### DATASET EXCERPTS ###

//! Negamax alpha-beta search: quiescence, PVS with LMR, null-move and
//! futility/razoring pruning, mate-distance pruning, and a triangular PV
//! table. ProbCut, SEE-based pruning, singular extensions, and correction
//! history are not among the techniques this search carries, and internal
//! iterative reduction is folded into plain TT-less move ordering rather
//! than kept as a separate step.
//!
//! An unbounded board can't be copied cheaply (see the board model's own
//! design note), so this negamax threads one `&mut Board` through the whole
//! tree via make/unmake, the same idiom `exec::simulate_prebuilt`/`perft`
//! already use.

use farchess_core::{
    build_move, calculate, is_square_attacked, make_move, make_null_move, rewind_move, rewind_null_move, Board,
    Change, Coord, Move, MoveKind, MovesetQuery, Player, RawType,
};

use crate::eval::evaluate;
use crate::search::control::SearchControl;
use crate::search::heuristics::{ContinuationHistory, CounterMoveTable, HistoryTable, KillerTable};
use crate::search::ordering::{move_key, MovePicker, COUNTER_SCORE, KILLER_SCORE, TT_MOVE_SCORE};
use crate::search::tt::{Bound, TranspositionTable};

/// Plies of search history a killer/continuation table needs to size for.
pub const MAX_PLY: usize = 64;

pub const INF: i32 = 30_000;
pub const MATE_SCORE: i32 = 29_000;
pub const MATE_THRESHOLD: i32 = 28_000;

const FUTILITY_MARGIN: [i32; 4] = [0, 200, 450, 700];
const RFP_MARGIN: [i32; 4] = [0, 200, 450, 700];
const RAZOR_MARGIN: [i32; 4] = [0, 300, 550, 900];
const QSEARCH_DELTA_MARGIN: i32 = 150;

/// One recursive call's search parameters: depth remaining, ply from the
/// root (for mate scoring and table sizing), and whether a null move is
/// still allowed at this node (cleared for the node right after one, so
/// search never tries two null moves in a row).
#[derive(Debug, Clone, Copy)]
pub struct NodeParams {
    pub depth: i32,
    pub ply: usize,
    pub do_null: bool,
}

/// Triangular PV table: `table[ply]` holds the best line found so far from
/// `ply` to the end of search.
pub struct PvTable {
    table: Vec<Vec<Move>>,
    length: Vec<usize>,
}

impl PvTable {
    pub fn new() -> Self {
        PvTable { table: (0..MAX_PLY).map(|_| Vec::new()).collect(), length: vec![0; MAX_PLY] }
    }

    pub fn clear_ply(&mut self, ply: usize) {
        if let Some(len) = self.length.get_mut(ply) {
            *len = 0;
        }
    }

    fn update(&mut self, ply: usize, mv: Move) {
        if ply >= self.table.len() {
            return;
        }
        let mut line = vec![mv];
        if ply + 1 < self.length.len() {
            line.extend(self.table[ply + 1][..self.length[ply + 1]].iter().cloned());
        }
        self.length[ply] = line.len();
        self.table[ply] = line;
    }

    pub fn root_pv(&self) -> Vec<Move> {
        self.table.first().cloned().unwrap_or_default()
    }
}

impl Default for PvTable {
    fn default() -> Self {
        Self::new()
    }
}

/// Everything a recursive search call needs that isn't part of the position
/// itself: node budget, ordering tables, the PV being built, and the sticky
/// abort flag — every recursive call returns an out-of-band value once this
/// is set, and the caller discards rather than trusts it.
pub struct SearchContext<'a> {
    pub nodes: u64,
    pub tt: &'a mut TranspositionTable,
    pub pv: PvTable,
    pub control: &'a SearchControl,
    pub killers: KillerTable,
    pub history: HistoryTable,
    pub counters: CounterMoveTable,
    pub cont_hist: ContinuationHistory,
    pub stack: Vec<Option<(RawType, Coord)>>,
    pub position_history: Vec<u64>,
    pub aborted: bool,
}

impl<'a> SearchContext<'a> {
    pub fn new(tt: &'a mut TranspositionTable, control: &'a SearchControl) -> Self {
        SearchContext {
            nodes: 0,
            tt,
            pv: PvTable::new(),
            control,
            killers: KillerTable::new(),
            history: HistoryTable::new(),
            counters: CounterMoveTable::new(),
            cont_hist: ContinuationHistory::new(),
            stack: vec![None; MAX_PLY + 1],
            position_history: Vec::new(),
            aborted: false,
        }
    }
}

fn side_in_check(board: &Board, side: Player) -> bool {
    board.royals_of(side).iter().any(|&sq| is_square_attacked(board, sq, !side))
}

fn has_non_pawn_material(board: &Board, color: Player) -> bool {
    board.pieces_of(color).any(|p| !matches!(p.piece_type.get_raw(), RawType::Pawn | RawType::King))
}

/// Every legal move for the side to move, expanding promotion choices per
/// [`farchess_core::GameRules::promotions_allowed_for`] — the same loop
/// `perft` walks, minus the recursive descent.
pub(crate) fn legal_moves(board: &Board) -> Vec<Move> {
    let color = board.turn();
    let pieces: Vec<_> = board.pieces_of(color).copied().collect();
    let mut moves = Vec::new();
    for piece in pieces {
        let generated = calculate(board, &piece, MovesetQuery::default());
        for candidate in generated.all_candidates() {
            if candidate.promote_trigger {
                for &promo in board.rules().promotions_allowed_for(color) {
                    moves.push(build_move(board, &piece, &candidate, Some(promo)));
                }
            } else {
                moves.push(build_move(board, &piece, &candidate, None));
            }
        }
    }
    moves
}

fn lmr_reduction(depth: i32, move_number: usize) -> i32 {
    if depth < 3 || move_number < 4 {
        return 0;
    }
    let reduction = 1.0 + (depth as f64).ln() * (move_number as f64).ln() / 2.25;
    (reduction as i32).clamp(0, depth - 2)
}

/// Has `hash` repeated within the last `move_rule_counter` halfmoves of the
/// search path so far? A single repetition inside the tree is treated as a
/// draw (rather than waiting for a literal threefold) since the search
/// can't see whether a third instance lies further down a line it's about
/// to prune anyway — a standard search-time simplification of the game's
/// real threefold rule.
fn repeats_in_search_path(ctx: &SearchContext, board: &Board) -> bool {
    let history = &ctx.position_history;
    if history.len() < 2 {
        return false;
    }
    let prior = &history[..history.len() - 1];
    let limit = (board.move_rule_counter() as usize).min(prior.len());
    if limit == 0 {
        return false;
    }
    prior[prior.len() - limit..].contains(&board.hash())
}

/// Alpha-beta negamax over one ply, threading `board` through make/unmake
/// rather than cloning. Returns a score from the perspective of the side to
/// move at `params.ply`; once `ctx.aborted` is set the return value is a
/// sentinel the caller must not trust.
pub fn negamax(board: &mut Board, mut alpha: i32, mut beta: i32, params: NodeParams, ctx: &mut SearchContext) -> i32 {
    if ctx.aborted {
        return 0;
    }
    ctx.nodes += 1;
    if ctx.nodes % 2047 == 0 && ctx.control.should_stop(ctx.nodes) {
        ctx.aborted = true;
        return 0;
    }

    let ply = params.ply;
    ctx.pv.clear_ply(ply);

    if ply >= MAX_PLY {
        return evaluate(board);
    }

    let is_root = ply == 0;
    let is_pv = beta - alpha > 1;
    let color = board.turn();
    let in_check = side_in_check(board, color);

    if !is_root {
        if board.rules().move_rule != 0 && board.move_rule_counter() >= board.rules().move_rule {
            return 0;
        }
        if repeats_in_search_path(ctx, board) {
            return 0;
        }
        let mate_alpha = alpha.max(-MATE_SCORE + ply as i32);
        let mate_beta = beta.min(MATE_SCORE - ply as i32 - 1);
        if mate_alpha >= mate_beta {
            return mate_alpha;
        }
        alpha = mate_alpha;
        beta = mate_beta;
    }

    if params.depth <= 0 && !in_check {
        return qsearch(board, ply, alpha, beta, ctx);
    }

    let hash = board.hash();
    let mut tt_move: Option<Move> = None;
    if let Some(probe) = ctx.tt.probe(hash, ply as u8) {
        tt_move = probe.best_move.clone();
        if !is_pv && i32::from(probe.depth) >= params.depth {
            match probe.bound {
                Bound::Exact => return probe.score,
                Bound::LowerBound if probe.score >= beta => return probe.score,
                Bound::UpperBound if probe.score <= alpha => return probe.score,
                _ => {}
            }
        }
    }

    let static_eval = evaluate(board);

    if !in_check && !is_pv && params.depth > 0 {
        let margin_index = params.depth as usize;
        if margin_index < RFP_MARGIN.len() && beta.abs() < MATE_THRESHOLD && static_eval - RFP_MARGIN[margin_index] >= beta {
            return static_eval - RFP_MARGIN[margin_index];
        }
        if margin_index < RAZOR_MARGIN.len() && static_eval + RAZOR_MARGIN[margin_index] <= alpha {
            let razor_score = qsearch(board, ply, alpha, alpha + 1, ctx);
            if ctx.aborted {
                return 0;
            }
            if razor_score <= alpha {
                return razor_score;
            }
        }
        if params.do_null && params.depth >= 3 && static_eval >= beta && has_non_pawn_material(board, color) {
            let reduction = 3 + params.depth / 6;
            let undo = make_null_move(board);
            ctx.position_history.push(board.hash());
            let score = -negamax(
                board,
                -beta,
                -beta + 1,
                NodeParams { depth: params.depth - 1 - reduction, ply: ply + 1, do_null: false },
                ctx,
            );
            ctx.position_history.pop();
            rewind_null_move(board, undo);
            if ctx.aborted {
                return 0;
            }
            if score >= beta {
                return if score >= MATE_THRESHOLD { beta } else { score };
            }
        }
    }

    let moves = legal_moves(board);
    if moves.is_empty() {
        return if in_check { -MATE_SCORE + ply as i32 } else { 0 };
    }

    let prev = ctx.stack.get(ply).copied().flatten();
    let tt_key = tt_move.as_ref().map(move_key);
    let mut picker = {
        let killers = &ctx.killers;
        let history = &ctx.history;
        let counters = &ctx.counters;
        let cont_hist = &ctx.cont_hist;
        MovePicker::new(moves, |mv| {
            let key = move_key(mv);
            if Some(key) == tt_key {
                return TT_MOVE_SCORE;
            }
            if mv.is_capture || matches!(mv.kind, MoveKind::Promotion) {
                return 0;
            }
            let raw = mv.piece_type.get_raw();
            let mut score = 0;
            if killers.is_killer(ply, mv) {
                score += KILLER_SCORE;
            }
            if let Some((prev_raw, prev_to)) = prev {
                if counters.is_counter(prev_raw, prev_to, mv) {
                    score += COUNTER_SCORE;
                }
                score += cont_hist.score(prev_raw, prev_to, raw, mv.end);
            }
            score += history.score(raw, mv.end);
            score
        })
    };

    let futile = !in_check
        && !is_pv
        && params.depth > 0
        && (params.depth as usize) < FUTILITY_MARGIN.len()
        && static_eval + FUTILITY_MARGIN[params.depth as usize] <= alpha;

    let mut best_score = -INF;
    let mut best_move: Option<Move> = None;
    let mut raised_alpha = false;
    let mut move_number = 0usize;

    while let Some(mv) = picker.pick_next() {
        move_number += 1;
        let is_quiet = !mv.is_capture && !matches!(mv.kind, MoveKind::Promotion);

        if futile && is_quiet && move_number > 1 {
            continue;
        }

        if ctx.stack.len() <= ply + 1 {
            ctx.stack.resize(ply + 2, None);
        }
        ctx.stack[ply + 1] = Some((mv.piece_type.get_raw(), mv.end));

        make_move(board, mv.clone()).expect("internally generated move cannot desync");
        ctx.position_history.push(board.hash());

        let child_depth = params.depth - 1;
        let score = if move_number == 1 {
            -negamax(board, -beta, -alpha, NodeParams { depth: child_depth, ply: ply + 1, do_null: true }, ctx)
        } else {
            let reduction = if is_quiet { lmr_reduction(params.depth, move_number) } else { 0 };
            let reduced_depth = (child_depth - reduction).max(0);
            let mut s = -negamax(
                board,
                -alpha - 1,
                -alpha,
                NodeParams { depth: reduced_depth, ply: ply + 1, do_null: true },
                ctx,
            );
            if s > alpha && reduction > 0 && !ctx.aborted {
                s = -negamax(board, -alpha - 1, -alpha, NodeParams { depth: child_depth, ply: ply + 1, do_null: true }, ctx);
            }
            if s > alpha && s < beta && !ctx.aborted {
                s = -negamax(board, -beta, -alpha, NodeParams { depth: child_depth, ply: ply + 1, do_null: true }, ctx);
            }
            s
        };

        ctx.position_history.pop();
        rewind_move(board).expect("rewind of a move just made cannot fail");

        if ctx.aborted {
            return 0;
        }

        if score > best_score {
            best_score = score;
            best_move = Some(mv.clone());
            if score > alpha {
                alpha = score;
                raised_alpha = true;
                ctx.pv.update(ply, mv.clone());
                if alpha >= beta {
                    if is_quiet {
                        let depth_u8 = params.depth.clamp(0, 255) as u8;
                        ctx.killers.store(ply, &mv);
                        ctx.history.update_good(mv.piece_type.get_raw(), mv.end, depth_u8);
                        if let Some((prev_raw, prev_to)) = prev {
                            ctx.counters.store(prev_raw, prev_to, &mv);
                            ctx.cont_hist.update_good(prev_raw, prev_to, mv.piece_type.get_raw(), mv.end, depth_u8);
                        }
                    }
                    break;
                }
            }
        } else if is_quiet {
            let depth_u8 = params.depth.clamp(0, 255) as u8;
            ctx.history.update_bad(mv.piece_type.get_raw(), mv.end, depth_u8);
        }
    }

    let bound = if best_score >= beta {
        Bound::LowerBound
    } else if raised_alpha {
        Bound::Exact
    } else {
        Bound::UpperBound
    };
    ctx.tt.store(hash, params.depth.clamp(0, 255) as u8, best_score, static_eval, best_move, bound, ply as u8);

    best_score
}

###

ACTIVITY: Restate word for word only the lines running from the beginning of the data to the line holding "pub const INF: i32 = 30_000;", both included.

WRITTEN RESPONSE:
//! Negamax alpha-beta search: quiescence, PVS with LMR, null-move and
//! futility/razoring pruning, mate-distance pruning, and a triangular PV
//! table. ProbCut, SEE-based pruning, singular extensions, and correction
//! history are not among the techniques this search carries, and internal
//! iterative reduction is folded into plain TT-less move ordering rather
//! than kept as a separate step.
//!
//! An unbounded board can't be copied cheaply (see the board model's own
//! design note), so this negamax threads one `&mut Board` through the whole
//! tree via make/unmake, the same idiom `exec::simulate_prebuilt`/`perft`
//! already use.

use farchess_core::{
    build_move, calculate, is_square_attacked, make_move, make_null_move, rewind_move, rewind_null_move, Board,
    Change, Coord, Move, MoveKind, MovesetQuery, Player, RawType,
};

use crate::eval::evaluate;
use crate::search::control::SearchControl;
use crate::search::heuristics::{ContinuationHistory, CounterMoveTable, HistoryTable, KillerTable};
use crate::search::ordering::{move_key, MovePicker, COUNTER_SCORE, KILLER_SCORE, TT_MOVE_SCORE};
use crate::search::tt::{Bound, TranspositionTable};

/// Plies of search history a killer/continuation table needs to size for.
pub const MAX_PLY: usize = 64;

pub const INF: i32 = 30_000;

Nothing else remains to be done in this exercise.